Children’s National Hospital Simulation Program receives SSH accreditation
A peer-reviewed organization of healthcare simulation, known as The Society for Simulation in Healthcare (SSH), accredited the Children’s National Hospital Simulation Program in the areas of Teaching/Education and Systems Integration.
“The accreditation is the culmination of years of hard work and recognition of our best practices in simulation education,” said Heather Walsh, M.S.N., R.N., P.C.N.S.-B.C., C.H.S.E., simulation program manager at Children’s National. “It’s been exciting to see simulation integrated into so many facets of care and processes throughout the organization. It makes our work fun and incredibly rewarding.”

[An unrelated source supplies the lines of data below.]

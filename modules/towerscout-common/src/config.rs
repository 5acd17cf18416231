use std::env;

/// Application configuration loaded from environment variables.
#[derive(Debug, Clone)]
pub struct Config {
    // Document store
    pub instant_api_base: String,
    pub instant_app_id: String,
    pub instant_admin_token: String,

    // AI providers
    pub groq_api_key: String,
    pub google_api_key: String,
}

const DEFAULT_API_BASE: &str = "https://api.instantdb.com/admin";

impl Config {
    /// Load full configuration from environment variables.
    /// Panics with a clear message if required vars are missing.
    pub fn from_env() -> Self {
        Self {
            instant_api_base: env::var("INSTANT_API_BASE")
                .unwrap_or_else(|_| DEFAULT_API_BASE.to_string()),
            instant_app_id: required_env("INSTANT_APP_ID"),
            instant_admin_token: required_env("INSTANT_ADMIN_TOKEN"),
            groq_api_key: required_env("GROQ_API_KEY"),
            google_api_key: env::var("GOOGLE_API_KEY").unwrap_or_default(),
        }
    }

    /// Load a minimal config for crawl-only processes (no AI keys needed).
    pub fn harvest_from_env() -> Self {
        Self {
            instant_api_base: env::var("INSTANT_API_BASE")
                .unwrap_or_else(|_| DEFAULT_API_BASE.to_string()),
            instant_app_id: required_env("INSTANT_APP_ID"),
            instant_admin_token: required_env("INSTANT_ADMIN_TOKEN"),
            groq_api_key: String::new(),
            google_api_key: String::new(),
        }
    }
}

fn required_env(key: &str) -> String {
    env::var(key).unwrap_or_else(|_| panic!("{key} environment variable is required"))
}
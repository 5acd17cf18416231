use anyhow::Result;
use tracing::info;
use tracing_subscriber::EnvFilter;

use ai_client::Roster;
use instant_client::InstantClient;
use towerscout_common::Config;
use towerscout_pipeline::{InstantStore, Orchestrator};

#[tokio::main]
async fn main() -> Result<()> {
    tracing_subscriber::fmt()
        .with_env_filter(EnvFilter::from_default_env().add_directive("towerscout=info".parse()?))
        .init();

    info!("Tower Scout enricher starting...");

    let config = Config::from_env();
    let client = InstantClient::new(
        &config.instant_api_base,
        &config.instant_app_id,
        &config.instant_admin_token,
    );
    let store = InstantStore::new(client);

    let roster = Roster::from_keys(&config.groq_api_key, &config.google_api_key);
    anyhow::ensure!(!roster.is_empty(), "no AI provider keys configured");

    let orchestrator = Orchestrator::new(&store, &roster);
    orchestrator.run().await;
    Ok(())
}
use std::sync::OnceLock;

use ai_client::strip_code_blocks;
use regex::Regex;
use serde::{Deserialize, Deserializer};
use serde_json::Value;
use towerscout_common::{now_ms, Project, UnitMixEntry};
use uuid::Uuid;

/// Nested numeric block of the extraction schema.
#[derive(Debug, Default, Clone, Deserialize)]
pub struct ExtractionStats {
    #[serde(default)]
    pub gdv: Option<String>,
    #[serde(default, deserialize_with = "lenient_i64")]
    pub floors: Option<i64>,
    #[serde(default, deserialize_with = "lenient_i64")]
    pub units: Option<i64>,
    #[serde(default)]
    pub delivery_date: Option<String>,
}

/// What the model returned. Field aliases absorb the schema drift between
/// model families; lenient number decoding absorbs "12" vs 12.
#[derive(Debug, Default, Clone, Deserialize)]
pub struct Extraction {
    #[serde(default, alias = "name")]
    pub project_name: Option<String>,
    #[serde(default)]
    pub developer: Option<String>,
    #[serde(default)]
    pub architect: Option<String>,
    #[serde(default)]
    pub lender: Option<String>,
    #[serde(default)]
    pub sales_team: Option<String>,
    #[serde(default, alias = "individuals")]
    pub key_people: Option<Vec<String>>,
    #[serde(default)]
    pub stats: Option<ExtractionStats>,
    #[serde(default)]
    pub unit_mix: Option<Vec<UnitMixEntry>>,
    #[serde(default)]
    pub status_stage: Option<String>,
    #[serde(default)]
    pub signal_type: Option<String>,
    #[serde(default)]
    pub image_url: Option<String>,
    #[serde(default)]
    pub address: Option<String>,
    #[serde(default)]
    pub city: Option<String>,
    #[serde(default)]
    pub article_date: Option<String>,
}

/// Result of interpreting a provider response.
#[derive(Debug)]
pub enum ExtractionOutcome {
    /// A residential project was extracted.
    Project(Box<Extraction>),
    /// The model looked at the text and declined (null project name); the
    /// article date may still have been extracted.
    Filtered { article_date: Option<String> },
    /// No JSON object could be recovered from the response.
    Unparseable,
}

fn object_regex() -> &'static Regex {
    static RE: OnceLock<Regex> = OnceLock::new();
    RE.get_or_init(|| Regex::new(r"(?s)\{.*\}").unwrap())
}

/// Interpret a raw model response: strip code fences, parse the JSON
/// directly, and if that fails fall back to the widest `{...}` span in the
/// text (models like to editorialize around the object).
pub fn parse_extraction(raw: &str) -> ExtractionOutcome {
    let cleaned = strip_code_blocks(raw);
    if cleaned.is_empty() || cleaned == "null" {
        return ExtractionOutcome::Filtered { article_date: None };
    }

    let value = match serde_json::from_str::<Value>(cleaned) {
        Ok(v) => Some(v),
        Err(_) => object_regex()
            .find(cleaned)
            .and_then(|m| serde_json::from_str::<Value>(m.as_str()).ok()),
    };

    let extraction: Extraction = match value.and_then(|v| serde_json::from_value(v).ok()) {
        Some(e) => e,
        None => return ExtractionOutcome::Unparseable,
    };

    match &extraction.project_name {
        Some(name) if !name.trim().is_empty() && name.trim() != "null" => {
            ExtractionOutcome::Project(Box::new(extraction))
        }
        _ => ExtractionOutcome::Filtered {
            article_date: extraction.article_date,
        },
    }
}

impl Extraction {
    /// Build the project record. Returns None when the extraction carries no
    /// project name (callers get this via [`ExtractionOutcome::Filtered`]
    /// already, so None here means a logic error upstream).
    pub fn into_project(self, signal_id: Uuid, source_url: Option<&str>) -> Option<Project> {
        let name = self.project_name.filter(|n| !n.trim().is_empty())?;
        let stats = self.stats.unwrap_or_default();

        Some(Project {
            name,
            developer: self.developer,
            architect: self.architect,
            lender: self.lender,
            sales_team: self.sales_team,
            key_people: self.key_people.unwrap_or_default(),
            gdv: stats.gdv,
            stories: stats.floors,
            units: stats.units,
            delivery_date: stats.delivery_date,
            unit_mix: self.unit_mix.unwrap_or_default(),
            status_stage: self.status_stage,
            signal_type: self.signal_type,
            image_url: self.image_url,
            address: self.address,
            city: self.city,
            coordinates: None,
            source_signal_id: signal_id,
            source_url: source_url.map(|u| u.to_string()),
            created_at: now_ms(),
        })
    }
}

/// Accept an integer, a float, or a numeric string; anything else is null.
fn lenient_i64<'de, D>(deserializer: D) -> Result<Option<i64>, D::Error>
where
    D: Deserializer<'de>,
{
    let value = Option::<Value>::deserialize(deserializer)?;
    Ok(value.and_then(coerce_i64))
}

fn coerce_i64(value: Value) -> Option<i64> {
    match value {
        Value::Number(n) => n.as_i64().or_else(|| n.as_f64().map(|f| f as i64)),
        Value::String(s) => s.trim().replace(',', "").parse().ok(),
        _ => None,
    }
}
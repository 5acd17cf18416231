use std::collections::HashSet;

/// URL-identity dedup set shared across crawl cycles. Two URLs are the same
/// signal when they match after trailing-slash normalization.
#[derive(Debug, Default)]
pub struct DedupRegistry {
    seen: HashSet<String>,
}

fn normalize(url: &str) -> &str {
    url.trim_end_matches('/')
}

impl DedupRegistry {
    pub fn new() -> Self {
        Self::default()
    }

    /// Seed from every signal URL already on record.
    pub fn from_urls<I, S>(urls: I) -> Self
    where
        I: IntoIterator<Item = S>,
        S: AsRef<str>,
    {
        let seen = urls
            .into_iter()
            .map(|u| normalize(u.as_ref()).to_string())
            .collect();
        Self { seen }
    }

    pub fn contains(&self, url: &str) -> bool {
        self.seen.contains(normalize(url))
    }

    /// Record a URL. Returns false if it was already present.
    pub fn register(&mut self, url: &str) -> bool {
        self.seen.insert(normalize(url).to_string())
    }

    pub fn len(&self) -> usize {
        self.seen.len()
    }

    pub fn is_empty(&self) -> bool {
        self.seen.is_empty()
    }
}

#[cfg(test)]
mod tests {
    use super::*;

    #[test]
    fn trailing_slash_variants_collide() {
        let mut registry = DedupRegistry::new();
        assert!(registry.register("https://example.com/2025/tower/"));
        assert!(registry.contains("https://example.com/2025/tower"));
        assert!(!registry.register("https://example.com/2025/tower"));
        assert_eq!(registry.len(), 1);
    }

    #[test]
    fn seeding_from_stored_urls() {
        let registry = DedupRegistry::from_urls(vec![
            "https://a.com/2025/one/",
            "https://a.com/2025/two",
        ]);
        assert!(registry.contains("https://a.com/2025/one"));
        assert!(registry.contains("https://a.com/2025/two/"));
        assert!(!registry.contains("https://a.com/2025/three"));
    }
}
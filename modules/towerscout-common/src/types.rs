use chrono::Utc;
use serde::{Deserialize, Serialize};
use uuid::Uuid;

/// Current wall-clock time as epoch milliseconds, the store's timestamp unit.
pub fn now_ms() -> i64 {
    Utc::now().timestamp_millis()
}

/// A root-domain crawl target registered for periodic harvesting.
///
/// `last_crawled` is absent for never-crawled sources; absent sorts before
/// any timestamp, so new sources are always highest priority.
#[derive(Debug, Clone, Serialize, Deserialize)]
pub struct Source {
    pub id: Uuid,
    pub url: String,
    #[serde(default, skip_serializing_if = "Option::is_none")]
    pub last_crawled: Option<i64>,
}

/// One harvested document: article body plus URL and metadata, pending or
/// having undergone enrichment.
#[derive(Debug, Clone, Serialize, Deserialize)]
pub struct RawSignal {
    pub id: Uuid,
    /// Owning source. Absent for manually-fed signals.
    #[serde(default, skip_serializing_if = "Option::is_none")]
    pub source_id: Option<Uuid>,
    /// Absent only for manually-seeded signals, which cannot be deduplicated.
    #[serde(default, skip_serializing_if = "Option::is_none")]
    pub url: Option<String>,
    #[serde(default)]
    pub content: String,
    pub created_at: i64,
    #[serde(default)]
    pub processed: bool,
    /// Human-readable domain label recorded by the crawler.
    #[serde(default, skip_serializing_if = "Option::is_none")]
    pub source: Option<String>,
    /// Article publication date in YYYY-MM-DD, derived during enrichment.
    #[serde(default, skip_serializing_if = "Option::is_none")]
    pub article_date: Option<String>,
}

impl RawSignal {
    /// A freshly-harvested, unprocessed signal.
    pub fn harvested(
        source_id: Option<Uuid>,
        url: &str,
        content: String,
        source_label: &str,
    ) -> Self {
        Self {
            id: Uuid::new_v4(),
            source_id,
            url: Some(url.to_string()),
            content,
            created_at: now_ms(),
            processed: false,
            source: Some(source_label.to_string()),
            article_date: None,
        }
    }
}

/// One line of a project's unit mix (e.g. "2BR", 120 units, "$850K+").
#[derive(Debug, Clone, PartialEq, Serialize, Deserialize)]
pub struct UnitMixEntry {
    #[serde(rename = "type", default)]
    pub unit_type: Option<String>,
    #[serde(default)]
    pub count: Option<i64>,
    #[serde(default)]
    pub price: Option<String>,
}

/// Geographic point later filled in by the external geocoder. This core only
/// carries the field.
#[derive(Debug, Clone, Copy, PartialEq, Serialize, Deserialize)]
pub struct Coordinates {
    pub lat: f64,
    pub lng: f64,
}

/// A structured real-estate development record extracted from a RawSignal.
///
/// Exists only when the extraction passed the residential/hospitality filter
/// (non-null project name). One Project per successful extraction; projects
/// are not deduplicated by name across signals.
#[derive(Debug, Clone, Serialize, Deserialize)]
pub struct Project {
    pub name: String,
    #[serde(default, skip_serializing_if = "Option::is_none")]
    pub developer: Option<String>,
    #[serde(default, skip_serializing_if = "Option::is_none")]
    pub architect: Option<String>,
    #[serde(default, skip_serializing_if = "Option::is_none")]
    pub lender: Option<String>,
    #[serde(default, skip_serializing_if = "Option::is_none")]
    pub sales_team: Option<String>,
    #[serde(default, skip_serializing_if = "Vec::is_empty")]
    pub key_people: Vec<String>,
    #[serde(default, skip_serializing_if = "Option::is_none")]
    pub gdv: Option<String>,
    #[serde(default, skip_serializing_if = "Option::is_none")]
    pub stories: Option<i64>,
    #[serde(default, skip_serializing_if = "Option::is_none")]
    pub units: Option<i64>,
    #[serde(default, skip_serializing_if = "Option::is_none")]
    pub delivery_date: Option<String>,
    #[serde(default, skip_serializing_if = "Vec::is_empty")]
    pub unit_mix: Vec<UnitMixEntry>,
    #[serde(default, skip_serializing_if = "Option::is_none")]
    pub status_stage: Option<String>,
    #[serde(default, skip_serializing_if = "Option::is_none")]
    pub signal_type: Option<String>,
    #[serde(default, skip_serializing_if = "Option::is_none")]
    pub image_url: Option<String>,
    #[serde(default, skip_serializing_if = "Option::is_none")]
    pub address: Option<String>,
    #[serde(default, skip_serializing_if = "Option::is_none")]
    pub city: Option<String>,
    #[serde(default, skip_serializing_if = "Option::is_none")]
    pub coordinates: Option<Coordinates>,
    pub source_signal_id: Uuid,
    #[serde(default, skip_serializing_if = "Option::is_none")]
    pub source_url: Option<String>,
    pub created_at: i64,
}

/// Extract the domain from a URL (e.g., "https://www.example.com/path" ->
/// "www.example.com").
pub fn extract_domain(url: &str) -> String {
    url.split("://")
        .nth(1)
        .unwrap_or(url)
        .split('/')
        .next()
        .unwrap_or("")
        .to_lowercase()
}

/// Normalize a source root URL: trim whitespace, default to https when
/// schemeless, strip the trailing slash. Returns None for empty input.
pub fn normalize_base_url(url: &str) -> Option<String> {
    let url = url.trim();
    if url.is_empty() {
        return None;
    }
    let url = if url.starts_with("http") {
        url.to_string()
    } else {
        format!("https://{url}")
    };
    Some(url.trim_end_matches('/').to_string())
}
pub mod config;
pub mod types;

pub use config::Config;
pub use types::{
    extract_domain, normalize_base_url, now_ms, Project, RawSignal, Source, UnitMixEntry,
};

The accreditation recognizes the program’s development and standardization of simulation operations, policies and procedures that guided the educational practices.
In teaching and education, the program provided examples of curriculum development, implementation and evaluation. Adaptive response training (the previous hospital-wide simulation-based training), hospitalist simulations and interprofessional nurse-resident simulations served as exemplars.
“Most of our simulations focus on improving teamwork and communication, safety events that have occurred on a particular unit, proper documentation or introducing new equipment or equipment that is not frequently used,” said Nina Brown, M.S., R.N.C.-O.B., simulation education specialist at Children’s National. “The simulation environment allows learners to practice the skills and communication that would be carried out in the real world.”
Gregory Yurasek, M.D., C.H.S.E., critical care simulation director at Children’s National, mentioned that they offered fellows virtual reality (VR) in pediatric cardiac critical care simulations.
“We piloted scenarios with six attending pediatric cardiac critical care physicians this summer to test the feasibility of VR for educational and practice improvement efforts in this highly specialized clinical environment,” said Dr. Yurasek.
The program uses a multidisciplinary approach that increases the possibilities to save a patient’s life in the real clinical environment.
“We can bring doctors and nurses together to practice assessment, management, escalation, teamwork and safety communication in a safe environment where each discipline can practice safety techniques such as shared mental model, closed-loop communication and peer coaching,” said Laura Nicholson M.S.N., R.N., C.P.N., C.H.S.E.
The collaboration also includes working with nearly every department, inpatient and outpatient, radiology, pharmacy, dialysis and others.
“I am really proud to join the team knowing that my colleagues are so committed to the work,” said Rosalyn Manuel, M.S.N., B.S.N., R.N., simulation education specialist at Children’s National. “I feel inspired by their commitment and want my own work to rise to the high bar that has been set.”